Because the Orlando airport was designed by arrogant engineers with Cal Tech degrees who fly on private jets and never use passenger terminals, you can’t take an escalator down to the parking garage access tunnel. Why? Because it doesn’t exist. Instead, you have to wait in a throng of sweaty tourists with screaming kids for an elevator. Sometimes you have to wait for 2 or 3 of them before you can force your way into one.
Eventually, I got to the car, grabbed the paper I needed and retraced my steps all the way back to the ticketing area. I waited in a long line of sweaty tourists with screaming kids until I was finally called to talk to a ticketing agent.
“I need a gate pass to meet a disabled passenger,” I told her. “I arranged for it ahead of time.” I then triumphantly presented the reservation confirmation.
“Certainly sir,” she smiled. “May I see your photo ID?”
There is a certain feeling that you get at moments of incredible stupidity. It starts in the pit of your stomach, and rushes upwards like vomit, but ends up feeling more like someone smacked you in the face with a 2x4. I realized that in my haste to keep on schedule, I hadn’t replaced my wallet in my pocket after stopping at the bank – I had left it on the console in my car.
I was now running terribly late, but I had to return to the throng of sweaty tourists, force my way onto an elevator, cross to the parking garage, get my wallet, and return to the ticketing area.

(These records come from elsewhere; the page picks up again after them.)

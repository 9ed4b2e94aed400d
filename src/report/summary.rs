//! Terminal tables for gift sets and products.

use std::io;

use rust_decimal::{Decimal, RoundingStrategy};
use rusty_money::{Money, iso::Currency};
use tabled::{
    builder::Builder,
    grid::config::HorizontalLine,
    settings::{
        Alignment, Color, Style, Theme,
        object::{Columns, Rows},
    },
};

use crate::{
    costing::compute_breakdown,
    gift_sets::GiftSet,
    products::{Product, ProductId},
};

use super::ReportError;

const DEVIATION_COLUMN: usize = 6;
const BUDGET_COLUMN: usize = 7;

/// Write one table row per tier with its headline figures.
///
/// Tiers whose discounted product total exceeds the budget are highlighted.
///
/// # Errors
///
/// - [`ReportError::Costing`]: a tier's amounts exceed the `Decimal` range.
/// - [`ReportError::Io`]: writing to `out` fails.
pub fn write_summary<'a, F>(
    mut out: impl io::Write,
    gift_set: &GiftSet,
    resolve: F,
    currency: &'static Currency,
) -> Result<(), ReportError>
where
    F: Fn(&ProductId) -> Option<&'a Product>,
{
    let mut builder = Builder::default();

    builder.push_record([
        "Tier",
        "Products",
        "Discounted",
        "Unit Price",
        "Contract Total",
        "Margin",
        "Deviation",
        "Budget",
    ]);

    let mut over_budget_rows = Vec::new();

    for (idx, tier) in gift_set.tiers.iter().enumerate() {
        let breakdown = compute_breakdown(tier, &resolve)?;

        let products = if breakdown.dangling_count > 0 {
            format!("{} (+{} missing)", breakdown.resolved_count, breakdown.dangling_count)
        } else {
            breakdown.resolved_count.to_string()
        };

        builder.push_record([
            tier.label.clone(),
            products,
            Money::from_decimal(breakdown.product_discounted_price, currency).to_string(),
            Money::from_decimal(breakdown.final_unit_selling_price, currency).to_string(),
            Money::from_decimal(breakdown.total_contract_amount, currency).to_string(),
            format!("{}%", points(breakdown.margin_rate)),
            signed(breakdown.budget_deviation, currency),
            if breakdown.is_over_budget { "over" } else { "ok" }.to_string(),
        ]);

        if breakdown.is_over_budget {
            over_budget_rows.push(idx + 1);
        }
    }

    let mut table = builder.build();
    let mut theme = Theme::from(Style::modern_rounded());

    theme.remove_horizontal_lines();
    theme.insert_horizontal_line(
        1,
        HorizontalLine::new(Some('─'), Some('┼'), Some('├'), Some('┤')),
    );

    table.with(theme);
    table.modify(Rows::first(), Color::BOLD);
    table.modify(Columns::new(2..7), Alignment::right());

    for row in over_budget_rows {
        table.modify((row, BUDGET_COLUMN), Color::FG_RED);
        table.modify((row, DEVIATION_COLUMN), Color::FG_RED);
    }

    writeln!(out, "{} ({})", gift_set.name, gift_set.created_at.format("%Y-%m-%d"))?;
    writeln!(out, "{table}")?;

    Ok(())
}

/// Write a product listing with prices in `currency`.
///
/// # Errors
///
/// Returns [`ReportError::Io`] if writing to `out` fails.
pub fn write_products(
    mut out: impl io::Write,
    products: &[&Product],
    currency: &'static Currency,
) -> Result<(), ReportError> {
    let mut builder = Builder::default();

    builder.push_record([
        "ID", "SKU", "Name", "Spec", "Unit", "Platform", "Channel", "Retail", "Category",
    ]);

    for product in products {
        builder.push_record([
            product.id.to_string(),
            product.sku.clone(),
            product.name.clone(),
            product.spec.clone(),
            product.unit.clone(),
            Money::from_decimal(product.platform_price, currency).to_string(),
            Money::from_decimal(product.channel_price, currency).to_string(),
            Money::from_decimal(product.retail_price, currency).to_string(),
            product.category.clone(),
        ]);
    }

    let mut table = builder.build();

    table.with(Style::modern_rounded());
    table.modify(Rows::first(), Color::BOLD);
    table.modify(Columns::new(5..8), Alignment::right());

    writeln!(out, "{table}")?;
    writeln!(out, "{} product(s)", products.len())?;

    Ok(())
}

fn points(rate: Decimal) -> Decimal {
    rate.round_dp_with_strategy(2, RoundingStrategy::MidpointAwayFromZero)
}

fn signed(amount: Decimal, currency: &'static Currency) -> String {
    let money = Money::from_decimal(amount.abs(), currency);

    if amount > Decimal::ZERO {
        format!("+{money}")
    } else if amount < Decimal::ZERO {
        format!("-{money}")
    } else {
        money.to_string()
    }
}

#[cfg(test)]
mod tests {
    use chrono::Utc;
    use rusty_money::iso;
    use testresult::TestResult;

    use crate::{
        gift_sets::GiftSetId,
        tiers::{Tier, TierId, TierSettings},
    };

    use super::*;

    fn product(retail: i64) -> Product {
        Product {
            retail_price: Decimal::from(retail),
            platform_price: Decimal::from(200),
            ..Product::placeholder(ProductId::new("p"))
        }
    }

    fn gift_set() -> GiftSet {
        let mut set = GiftSet::new(GiftSetId::new("g"), "端午", Utc::now());
        let mut tier = Tier::new(TierId::new("t"), TierSettings::default());
        tier.add_product(ProductId::new("p"));
        tier.add_product(ProductId::new("gone"));
        set.tiers.push(tier);
        set
    }

    #[test]
    fn summary_lists_each_tier() -> TestResult {
        let product = product(600);
        let mut out = Vec::new();

        write_summary(&mut out, &gift_set(), |id| (id == &product.id).then_some(&product), iso::CNY)?;

        let text = String::from_utf8(out)?;
        assert!(text.contains("端午"));
        assert!(text.contains("500元档"));
        assert!(text.contains("1 (+1 missing)"));
        assert!(text.contains("53.33%"));
        assert!(text.contains("ok"));

        Ok(())
    }

    #[test]
    fn product_listing_shows_each_product() -> TestResult {
        let sample = Product::sample();
        let mut out = Vec::new();

        write_products(&mut out, &[&sample], iso::CNY)?;

        let text = String::from_utf8(out)?;
        assert!(text.contains("ZS-CJ-001"));
        assert!(text.contains("1 product(s)"));

        Ok(())
    }

    #[test]
    fn over_budget_tiers_are_flagged() -> TestResult {
        let product = product(700);
        let mut out = Vec::new();

        write_summary(&mut out, &gift_set(), |id| (id == &product.id).then_some(&product), iso::CNY)?;

        assert!(String::from_utf8(out)?.contains("over"));

        Ok(())
    }
}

Once there, I had to wait in line again for a ticketing agent. The ticketing agent asked for my photo ID, of course, so I took it out of my wallet and handed it to her. And she dropped it. I watched in slow motion as my driver’s license fell from her grasp, and disappeared behind the computer monitor into a slot cut into the top of the ticketing counter. She stammered, and said, “I’m so sorry! I have to call a supervisor to unlock the equipment doors. This might take some time.”
Out of time, I stepped up onto the baggage scale and peered down through the slot. I could see my driver’s license resting on top of the computer housing, just within reach. I squeezed my hand through the slot into the forbidden equipment area, grabbed my driver’s license, and slapped it into her hand. She typed on the keyboard for what seemed like an hour, and then handed me the gate pass, with the wrong flight information printed on it.
“This is wrong,” I told her. “It’s the wrong flight.”
“I know, “ she replied. “It’s just how the system works, we can’t change it.”
“But is this the right gate for the flight I’m meeting?” I asked.
She looked at me as though I had somehow lost my mind, and then, as though explaining to a child, she said, “No, none of that information is correct. It’s just how the system works. We can’t change it.”
Trying not to scream my frustration, I asked her, “Then how am I supposed to know which gate?”
The ticketing agent then turned to her computer and typed for another half hour. “Gate 92 sir, have a nice flight.” I guess she forgot that I wasn’t going anywhere.
Frantic about the delay, I had to wait in the absurd security line, and hobble on my ancient, arthritic knees to the gate, where I arrived to discover that the plane was arriving 15 minutes earlier than scheduled. I made it just in time.
Dustin and I drove to my house, I grabbed a cold beer, slumped into a chair, and asked him to bring me his medication. Five minutes later, he came back and said, “I think we have a problem.”
Dustin has several medical issues besides schizophrenia. He takes about 8 different prescription medications a day. If he doesn’t, he could die. Somehow, while fumbling for his carry-on luggage, the paper bag containing all of his carefully bottled and labeled prescription medications fell out, and was now either in the trash or on its way to Michigan.
Fortunately, the next day I was able to contact his doctors and they called in replacement prescriptions to a local pharmacy. He’s only been here for two days, and I’m exhausted already.